Il bagno di realtà – “Al 30 giugno erano 698mila i nuclei familiari con diritto all’Assegno di inclusione, per un totale di quasi 1,7 milioni di persone, siamo vicini ai target annuali della misura”, ha commentato la ministra Calderone, che in passato aveva fissato a 737mila nuclei il target del governo per la nuova misura di contrasto alla povertà. Un target ancora da raggiungere nonostante la scarsa ambizione in termini di contrasto alla povertà. Anzi, in controtendenza rispetto alla realtà, come rileva anche l’Ocse analizzando i dati sui salari reali in Italia. Nel rapporto 2024, l’Istat ha registrato il peggioramento degli indicatori sulla povertà assoluta, che nel 2023 hanno raggiunto “livelli mai toccati negli ultimi 10 anni“, mentre crescono i lavoratori poveri perché il reddito da lavoro è sempre meno capace di difendere le famiglie dal disagio economico. E mentre a risentire del peggioramento sono soprattutto i più giovani, con 1,3 milioni di minori in condizioni di povertà assoluta. Il record raggiunto l’anno scorso dice che in povertà assoluta sono il 9,8% degli italiani e l’8,5% delle famiglie, per un totale di 2 milioni 235mila famiglie e di 5 milioni 752mila individui in povertà. Sempre secondo l’Istat, il vecchio Reddito di cittadinanza non è mai arrivato a coprire nemmeno il 50% delle famiglie in povertà assoluta, e tuttavia negli anni scorsi la misura aveva raggiunto quasi 4 milioni di beneficiari nel 2021, durante la pandemia Covid-19, tornando poi ai livelli iniziali con 1.363.095 nuclei e 2.884.865 individui beneficiari nel 2023, ultimo anno del Rdc con i cosiddetti “occupabili”, 18-59enni senza minori, disabili, over 60 o situazioni di disagio accertate nel proprio nucleo, che già da agosto 2023 avevano viste interrotte le erogazioni secondo le novità introdotte dal governo nella sua prima legge di bilancio.

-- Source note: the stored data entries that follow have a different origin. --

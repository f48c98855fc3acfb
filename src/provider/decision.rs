//! Actor decision provider boundary

use crate::core::error::{Result, SimError};
use crate::core::types::{ActorId, Round};
use crate::entity::action::{draw_seed, validate_seed, validate_window, ScheduledAction};
use crate::entity::actor::{Actor, ActorSummary};
use crate::entity::simulation::Simulation;
use crate::entity::state::ActorRoundState;
use async_trait::async_trait;
use serde::{Deserialize, Serialize};

/// An action the actor wants to take
#[derive(Debug, Clone, PartialEq, Serialize, Deserialize)]
pub struct ActionProposal {
    pub action: String,
    pub reasoning: String,
    pub execute_round: Round,
    #[serde(default = "default_duration")]
    pub duration: u32,
    /// Drawn at scheduling time when absent
    #[serde(default)]
    pub random_seed: Option<f64>,
}

fn default_duration() -> u32 {
    1
}

/// A message the actor wants delivered next round
#[derive(Debug, Clone, PartialEq, Serialize, Deserialize)]
pub struct MessageProposal {
    /// Recipient id or identifier
    pub to: String,
    pub content: String,
    #[serde(default)]
    pub reasoning: String,
}

/// Everything one actor decided in one call
///
/// A single-action reply is just a decision with one action and no messages.
#[derive(Debug, Clone, Default, PartialEq, Serialize, Deserialize)]
pub struct Decision {
    #[serde(default)]
    pub actions: Vec<ActionProposal>,
    #[serde(default)]
    pub messages: Vec<MessageProposal>,
}

/// Length limits applied at the provider boundary
#[derive(Debug, Clone, Copy, PartialEq, Eq)]
pub struct TextLimits {
    pub max_action_chars: usize,
    pub max_message_chars: usize,
}

impl Default for TextLimits {
    fn default() -> Self {
        Self {
            max_action_chars: 100,
            max_message_chars: 200,
        }
    }
}

impl ActionProposal {
    pub fn new(action: impl Into<String>, execute_round: Round, duration: u32) -> Self {
        Self {
            action: action.into(),
            reasoning: String::new(),
            execute_round,
            duration,
            random_seed: None,
        }
    }

    pub fn with_reasoning(mut self, reasoning: impl Into<String>) -> Self {
        self.reasoning = reasoning.into();
        self
    }

    pub fn with_seed(mut self, seed: f64) -> Self {
        self.random_seed = Some(seed);
        self
    }

    pub fn validate(&self, limits: TextLimits) -> Result<()> {
        if self.action.trim().is_empty() {
            return Err(SimError::Validation("action text cannot be empty".into()));
        }
        let chars = self.action.chars().count();
        if chars > limits.max_action_chars {
            return Err(SimError::Validation(format!(
                "action must be at most {} characters (got {})",
                limits.max_action_chars, chars
            )));
        }
        validate_window(self.execute_round, self.duration)?;
        if let Some(seed) = self.random_seed {
            validate_seed(seed)?;
        }
        Ok(())
    }

    /// Turn an accepted proposal into a queue entry
    pub fn into_scheduled(self, actor: ActorId, current_round: Round) -> Result<ScheduledAction> {
        let seed = self.random_seed.unwrap_or_else(draw_seed);
        ScheduledAction::new(
            actor,
            self.action,
            self.reasoning,
            self.execute_round,
            self.duration,
            seed,
            current_round,
        )
    }
}

impl MessageProposal {
    pub fn new(to: impl Into<String>, content: impl Into<String>) -> Self {
        Self {
            to: to.into(),
            content: content.into(),
            reasoning: String::new(),
        }
    }

    pub fn validate(&self, limits: TextLimits) -> Result<()> {
        if self.to.trim().is_empty() {
            return Err(SimError::Validation("message recipient cannot be empty".into()));
        }
        let chars = self.content.chars().count();
        if chars > limits.max_message_chars {
            return Err(SimError::Validation(format!(
                "message must be at most {} characters (got {})",
                limits.max_message_chars, chars
            )));
        }
        Ok(())
    }
}

impl Decision {
    pub fn single(action: ActionProposal) -> Self {
        Self {
            actions: vec![action],
            messages: Vec::new(),
        }
    }

    pub fn is_empty(&self) -> bool {
        self.actions.is_empty() && self.messages.is_empty()
    }

    /// Structural validation of provider output
    ///
    /// Failures are reported as `Malformed` so the call is retried.
    pub fn validate(&self, limits: TextLimits) -> Result<()> {
        for (i, action) in self.actions.iter().enumerate() {
            action
                .validate(limits)
                .map_err(|e| SimError::Malformed(format!("action {}: {}", i, e)))?;
        }
        for (i, message) in self.messages.iter().enumerate() {
            message
                .validate(limits)
                .map_err(|e| SimError::Malformed(format!("message {}: {}", i, e)))?;
        }
        Ok(())
    }
}

/// Shared, public context for every decision in a round
#[derive(Debug, Clone, PartialEq, Serialize, Deserialize)]
pub struct WorldContext {
    pub question: String,
    pub time_unit: String,
    pub current_round: Round,
    pub total_duration: u32,
    pub prior_summary: Option<String>,
    pub roster: Vec<ActorSummary>,
}

impl WorldContext {
    pub fn for_round(sim: &Simulation, round: Round) -> Self {
        Self {
            question: sim.question.clone(),
            time_unit: sim.time_unit.clone(),
            current_round: round,
            total_duration: sim.simulation_duration,
            prior_summary: sim.latest_record().map(|r| r.world_state_summary.clone()),
            roster: sim.roster(),
        }
    }

    /// Everyone except `actor`, for addressing messages
    pub fn others(&self, actor: ActorId) -> impl Iterator<Item = &ActorSummary> {
        self.roster.iter().filter(move |a| a.actor_id != actor)
    }
}

/// Turns an actor's private history and public context into a decision
#[async_trait]
pub trait ActorDecisionProvider: Send + Sync {
    async fn decide(
        &self,
        actor: &Actor,
        history: &ActorRoundState,
        world: &WorldContext,
    ) -> Result<Decision>;
}

#[cfg(test)]
mod tests {
    use super::*;

    #[test]
    fn test_action_length_counts_chars() {
        let limits = TextLimits::default();
        let exactly = "é".repeat(100);
        assert!(ActionProposal::new(exactly, 0, 1).validate(limits).is_ok());
        let over = "a".repeat(101);
        assert!(ActionProposal::new(over, 0, 1).validate(limits).is_err());
    }

    #[test]
    fn test_message_length_limit() {
        let limits = TextLimits::default();
        assert!(MessageProposal::new("Mayor", "x".repeat(200)).validate(limits).is_ok());
        assert!(MessageProposal::new("Mayor", "x".repeat(201)).validate(limits).is_err());
        assert!(MessageProposal::new(" ", "hi").validate(limits).is_err());
    }

    #[test]
    fn test_decision_validation_is_retryable() {
        let decision = Decision::single(ActionProposal::new("Strike", 0, 0));
        let err = decision.validate(TextLimits::default()).unwrap_err();
        assert!(err.is_retryable());
    }

    #[test]
    fn test_overflowing_duration_rejected() {
        let proposal = ActionProposal::new("Forever strike", 1, u32::MAX);
        assert!(matches!(
            proposal.validate(TextLimits::default()),
            Err(SimError::Validation(_))
        ));
    }

    #[test]
    fn test_into_scheduled_draws_seed() {
        let actor = ActorId::new();
        let scheduled = ActionProposal::new("Picket", 3, 2)
            .with_reasoning("pressure")
            .into_scheduled(actor, 1)
            .unwrap();
        assert_eq!(scheduled.target_round, 3);
        assert_eq!(scheduled.scheduled_at_round, 1);
        assert!((0.0..1.0).contains(&scheduled.random_seed));
    }

    #[test]
    fn test_into_scheduled_keeps_given_seed() {
        let scheduled = ActionProposal::new("Picket", 0, 1)
            .with_seed(0.25)
            .into_scheduled(ActorId::new(), 0)
            .unwrap();
        assert_eq!(scheduled.random_seed, 0.25);
    }
}
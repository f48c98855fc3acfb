//! Bounded retry for provider calls

use crate::core::config::EngineConfig;
use crate::core::error::Result;
use std::future::Future;
use std::time::Duration;

/// Fixed attempt budget with a constant delay between attempts
///
/// Only retryable errors (malformed output, transport failures) are retried.
/// The last error is returned once the budget is spent; callers convert it
/// into the failure kind that fits their granularity.
#[derive(Debug, Clone, Copy, PartialEq, Eq)]
pub struct RetryPolicy {
    pub max_attempts: u32,
    pub delay: Duration,
}

impl RetryPolicy {
    pub fn new(max_attempts: u32, delay: Duration) -> Self {
        Self {
            max_attempts: max_attempts.max(1),
            delay,
        }
    }

    /// No retries, no delay
    pub fn once() -> Self {
        Self::new(1, Duration::ZERO)
    }

    pub fn for_decisions(config: &EngineConfig) -> Self {
        Self::new(config.max_attempts, config.decision_retry_delay())
    }

    pub fn for_world_updates(config: &EngineConfig) -> Self {
        Self::new(config.max_attempts, config.world_retry_delay())
    }

    pub async fn run<T, F, Fut>(&self, label: &str, mut op: F) -> Result<T>
    where
        F: FnMut() -> Fut,
        Fut: Future<Output = Result<T>>,
    {
        let mut attempt = 1;
        loop {
            match op().await {
                Ok(value) => return Ok(value),
                Err(err) if err.is_retryable() && attempt < self.max_attempts => {
                    tracing::warn!(
                        call = label,
                        attempt,
                        max_attempts = self.max_attempts,
                        error = %err,
                        "provider call failed, retrying"
                    );
                    tokio::time::sleep(self.delay).await;
                    attempt += 1;
                }
                Err(err) => {
                    if attempt > 1 {
                        tracing::warn!(call = label, attempt, error = %err, "retry budget spent");
                    }
                    return Err(err);
                }
            }
        }
    }
}
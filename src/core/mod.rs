pub mod config;
pub mod error;
pub mod types;

pub use config::{EngineConfig, LlmConfig, ProviderRole};
pub use error::{Result, SimError};
pub use types::{ActorId, Round, SimulationId};
//! Roster generation and enrichment collaborators

use crate::core::error::{Result, SimError};
use crate::entity::actor::{Actor, Enrichment};
use async_trait::async_trait;

/// Initial cast and time frame for a question
#[derive(Debug, Clone, PartialEq)]
pub struct Roster {
    pub time_unit: String,
    pub simulation_duration: u32,
    pub actors: Vec<Actor>,
}

impl Roster {
    pub fn validate(&self) -> Result<()> {
        if self.time_unit.trim().is_empty() {
            return Err(SimError::Malformed("roster time unit is empty".into()));
        }
        if self.simulation_duration == 0 {
            return Err(SimError::Malformed("simulation duration must be positive".into()));
        }
        if self.actors.is_empty() {
            return Err(SimError::Malformed("roster contains no actors".into()));
        }
        if let Some(actor) = self.actors.iter().find(|a| a.identifier.trim().is_empty()) {
            return Err(SimError::Malformed(format!(
                "actor {} has no identifier",
                actor.actor_id
            )));
        }
        Ok(())
    }
}

/// Produces the actors for a scenario question; consumed once, before round 0
#[async_trait]
pub trait RosterGenerator: Send + Sync {
    async fn generate(&self, question: &str) -> Result<Roster>;
}

/// Researches one actor's memory, characteristics and predispositions
#[async_trait]
pub trait ActorEnricher: Send + Sync {
    async fn enrich(&self, actor: &Actor, question: &str) -> Result<Enrichment>;
}

#[cfg(test)]
mod tests {
    use super::*;

    #[test]
    fn test_roster_validation() {
        let good = Roster {
            time_unit: "month".into(),
            simulation_duration: 6,
            actors: vec![Actor::new("Regulator", "Oversight")],
        };
        assert!(good.validate().is_ok());

        let no_actors = Roster {
            actors: Vec::new(),
            ..good.clone()
        };
        assert!(no_actors.validate().is_err());

        let nameless = Roster {
            actors: vec![Actor::new("", "Oversight")],
            ..good
        };
        assert!(nameless.validate().is_err());
    }
}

Beneficiari dimezzati – Di fronte alla povertà che aumenta, soprattutto per le fasce di popolazione in età da lavoro, il governo ha dunque dimezzato i beneficiari del contrasto alla povertà: a maggio l’Adi è stato erogato a 624.712 famiglie, coinvolgendo 1,5 milioni di persone, mentre l’anno scorso erano state 2,9 milioni. Ci sono poi gli “occupabili“, persone in povertà assoluta che, a patto di poter esibire un Isee ancora più basso (6mila euro) rispetto a quello necessario per l’Adi (9.360), dallo scorso settembre possono richiedere il Supporto formazione e lavoro (Sul), 350 euro a mese a fronte di percorsi di formazione e partecipazione a progetti utili alla collettività. Secondo l’Osservatorio appena pubblicato dall’Inps, nel complesso è stato pari a 96mila il numero di soggetti con domanda Sfl accolta dallo scorso settembre e fino al 30 giugno 2024. Lo scorso gennaio la ministra Calderone aveva parlato di una platea potenziale di 250mila persone, già ridotta dalle nuove regole che per il Sfl pretendono un Isee sotto i 6mila euro, mentre per Rdc e Adi il limite è di 9.360 euro. A maggio 2024, 11 mesi dopo, sono state 56.796 le indennità erogate, un quinto della platea. Gli altri? Il Fatto ha raccontato in più occasioni le difficoltà burocratiche e informatiche che hanno ostacolato i potenziali percettori, compresi quelli già iscritti ai corsi di formazione o ad altre politiche attive, spingendo molti a lasciar perdere, a cercare altri modi per sopravvivere. Deterrente nel deterrente, il Sfl dura al massimo 12 mesi: chi ha iniziato a percepirlo lo scorso settembre sta per perderlo definitivamente e se non ha trovato lavoro, secondo le nuove regole del governo non avrà più di che vivere. Quante siano queste persone, l’Osservatorio non lo dice. Silenzio che si somma a quello sui tanti working poor, la parte dei beneficiari Rdc che un reddito da lavoro ce l’aveva, anche se insufficiente, e che secondo l’Istat sono in aumento. Sempre secondo l’Istat, l’erogazione del Reddito di cittadinanza negli anni passati “ha permesso di uscire dalla povertà a 404 mila famiglie nel 2020, 484 mila nel 2021 e 451 mila nel 2022”. Visti i risultati appena resi pubblici dal governo, e la povertà in aumento, non si può che attendere i numeri sull’efficacia del nuovo Assegno di inclusione nel contrasto alla povertà. Sperando di non dover attendere un altro anno.